Buy Nothing Day is a 24-hour campaign that coincides with Black Friday in which consumers are encouraged to refrain from purchasing anything in an act of solidarity against consumerism, and to send a collective message to corporations that we don’t need them as much as they need us.
The idea was Ted Dave’s, a Vancouver-based artist, and was quickly promoted by Adbusters, an anti-corporate, anti-consumerism magazine known for its “culture jamming” (www.adbusters.org).
The concept quickly went global, with dozens of countries participating in last year’s Buy Nothing Day including Finland, Taiwan and the UK.
In addition to simply refraining from buying more stuff, many activists take to the streets and malls with signs, skits and some gumption, encouraging others to resist the marketing campaigns and sales, to “participate by not participating,” according to Adbusters.org.
Last November in Providence, R.I., a group of activists displayed a “bad Santa” who wandered around Providence Place Mall yelling, “Hurry up and get in the mall, because the war [isn’t] going to pay for itself,” and whipping a “sweatshop elf” who “never seemed to work fast enough.”

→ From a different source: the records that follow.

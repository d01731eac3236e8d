// Local configuration for Ghostwrite.
//
// Global config: `~/.ghostwrite/config.toml`
// Default database: `~/.ghostwrite/ghostwrite.db`

use std::path::{Path, PathBuf};
use std::time::Duration;

use serde::{Deserialize, Serialize};
use thiserror::Error;

use crate::random::DelayRange;
use crate::security::{ensure_owner_only_dir, ensure_owner_only_file};
use crate::session::AutosaveKind;

const DB_FILE_NAME: &str = "ghostwrite.db";

/// Root directory for Ghostwrite state: `~/.ghostwrite/`.
pub fn global_dir() -> Option<PathBuf> {
    dirs::home_dir().map(|h| h.join(".ghostwrite"))
}

/// Path to the global config file: `~/.ghostwrite/config.toml`.
pub fn global_config_path() -> Option<PathBuf> {
    global_dir().map(|d| d.join("config.toml"))
}

/// Path to the default document database: `~/.ghostwrite/ghostwrite.db`.
pub fn default_db_path() -> Option<PathBuf> {
    global_dir().map(|d| d.join(DB_FILE_NAME))
}

/// Configuration at `~/.ghostwrite/config.toml`.
#[derive(Debug, Clone, Serialize, Deserialize, PartialEq, Default)]
#[serde(default)]
pub struct GhostwriteConfig {
    /// Display name used to create the local identity when none is stored.
    pub display_name: Option<String>,
    /// Database location override.
    pub db_path: Option<PathBuf>,
    pub simulation: SimulationConfig,
    pub autosave: AutosaveConfig,
}

impl GhostwriteConfig {
    /// Load from `~/.ghostwrite/config.toml`. Returns defaults if the file
    /// doesn't exist or can't be parsed.
    pub fn load() -> Self {
        global_config_path().and_then(|p| Self::load_from(&p).ok()).unwrap_or_default()
    }

    pub fn load_from(path: &Path) -> Result<Self, ConfigError> {
        let contents = std::fs::read_to_string(path)?;
        Ok(toml::from_str(&contents)?)
    }

    /// Save to a specific path (creates owner-only parent directories).
    pub fn save_to(&self, path: &Path) -> Result<(), ConfigError> {
        if let Some(parent) = path.parent() {
            std::fs::create_dir_all(parent)?;
            ensure_owner_only_dir(parent).map_err(ConfigError::permissions)?;
        }
        let contents = toml::to_string_pretty(self)?;
        std::fs::write(path, contents)?;
        ensure_owner_only_file(path).map_err(ConfigError::permissions)
    }

    /// Configured database path, falling back to the default location.
    pub fn resolved_db_path(&self) -> Option<PathBuf> {
        self.db_path.clone().or_else(default_db_path)
    }
}

/// Upper bound on `last_seen_window_secs` (30 days).
pub const MAX_LAST_SEEN_WINDOW_SECS: u64 = 30 * 24 * 60 * 60;

/// Timing and probabilities of the simulated collaborators.
#[derive(Debug, Clone, Serialize, Deserialize, PartialEq)]
#[serde(default)]
pub struct SimulationConfig {
    /// Period of the ambient presence pass across all documents.
    pub ambient_period_secs: u64,
    /// Probability that a ghost is online after an ambient pass.
    pub online_probability: f64,
    /// How far in the past an ambient pass may place a ghost's `lastSeen`.
    pub last_seen_window_secs: u64,
    /// Delay before a ghost joins a freshly opened document.
    pub join_delay_secs: [u64; 2],
    /// Period of the recurring edit cycle.
    pub edit_period_secs: [u64; 2],
    /// How long a typing indicator stays visible.
    pub typing_secs: [u64; 2],
    /// Delay between the typing indicator and the ghost's edit.
    pub edit_delay_secs: [u64; 2],
}

impl Default for SimulationConfig {
    fn default() -> Self {
        Self {
            ambient_period_secs: 30,
            online_probability: 0.7,
            last_seen_window_secs: 600,
            join_delay_secs: [3, 8],
            edit_period_secs: [10, 30],
            typing_secs: [2, 5],
            edit_delay_secs: [1, 3],
        }
    }
}

impl SimulationConfig {
    pub fn ambient_period(&self) -> Duration {
        Duration::from_secs(self.ambient_period_secs.max(1))
    }

    pub fn last_seen_window(&self) -> DelayRange {
        DelayRange::from_secs(0, self.last_seen_window_secs.min(MAX_LAST_SEEN_WINDOW_SECS))
    }

    pub fn join_delay(&self) -> DelayRange {
        range(self.join_delay_secs)
    }

    /// Never shorter than a second: the cycle reschedules itself.
    pub fn edit_period(&self) -> DelayRange {
        let [min, max] = self.edit_period_secs;
        range([min.max(1), max.max(1)])
    }

    pub fn typing_duration(&self) -> DelayRange {
        range(self.typing_secs)
    }

    pub fn edit_delay(&self) -> DelayRange {
        range(self.edit_delay_secs)
    }
}

fn range([min, max]: [u64; 2]) -> DelayRange {
    DelayRange::from_secs(min, max)
}

/// Debounce windows for autosave.
#[derive(Debug, Clone, Serialize, Deserialize, PartialEq, Eq)]
#[serde(default)]
pub struct AutosaveConfig {
    pub title_ms: u64,
    pub content_ms: u64,
    pub formatting_ms: u64,
}

impl Default for AutosaveConfig {
    fn default() -> Self {
        Self { title_ms: 1000, content_ms: 2000, formatting_ms: 1000 }
    }
}

impl AutosaveConfig {
    pub fn window(&self, kind: AutosaveKind) -> Duration {
        let ms = match kind {
            AutosaveKind::Title => self.title_ms,
            AutosaveKind::Content => self.content_ms,
            AutosaveKind::Formatting => self.formatting_ms,
        };
        Duration::from_millis(ms)
    }
}

// ── Errors ─────────────────────────────────────────────────────────

#[derive(Debug, Error)]
pub enum ConfigError {
    #[error("config I/O error: {0}")]
    Io(#[from] std::io::Error),
    #[error("config parse error: {0}")]
    Parse(#[from] toml::de::Error),
    #[error("config serialize error: {0}")]
    Serialize(#[from] toml::ser::Error),
    #[error("config permission error: {0}")]
    Permissions(String),
}

impl ConfigError {
    fn permissions(error: anyhow::Error) -> Self {
        Self::Permissions(format!("{error:#}"))
    }
}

And in Bristol, England, a group went to a prominent shopping center and sang “altered anti-consumerist Christmas carols.”
Indeed.
If you are concerned about the corporate grip on our holidays, or if you simply want to allow more time for your Thanksgiving meal to digest, there are a growing number of people who are spending their Black Fridays unplugging from the shopping culture and saving a few bucks in the process.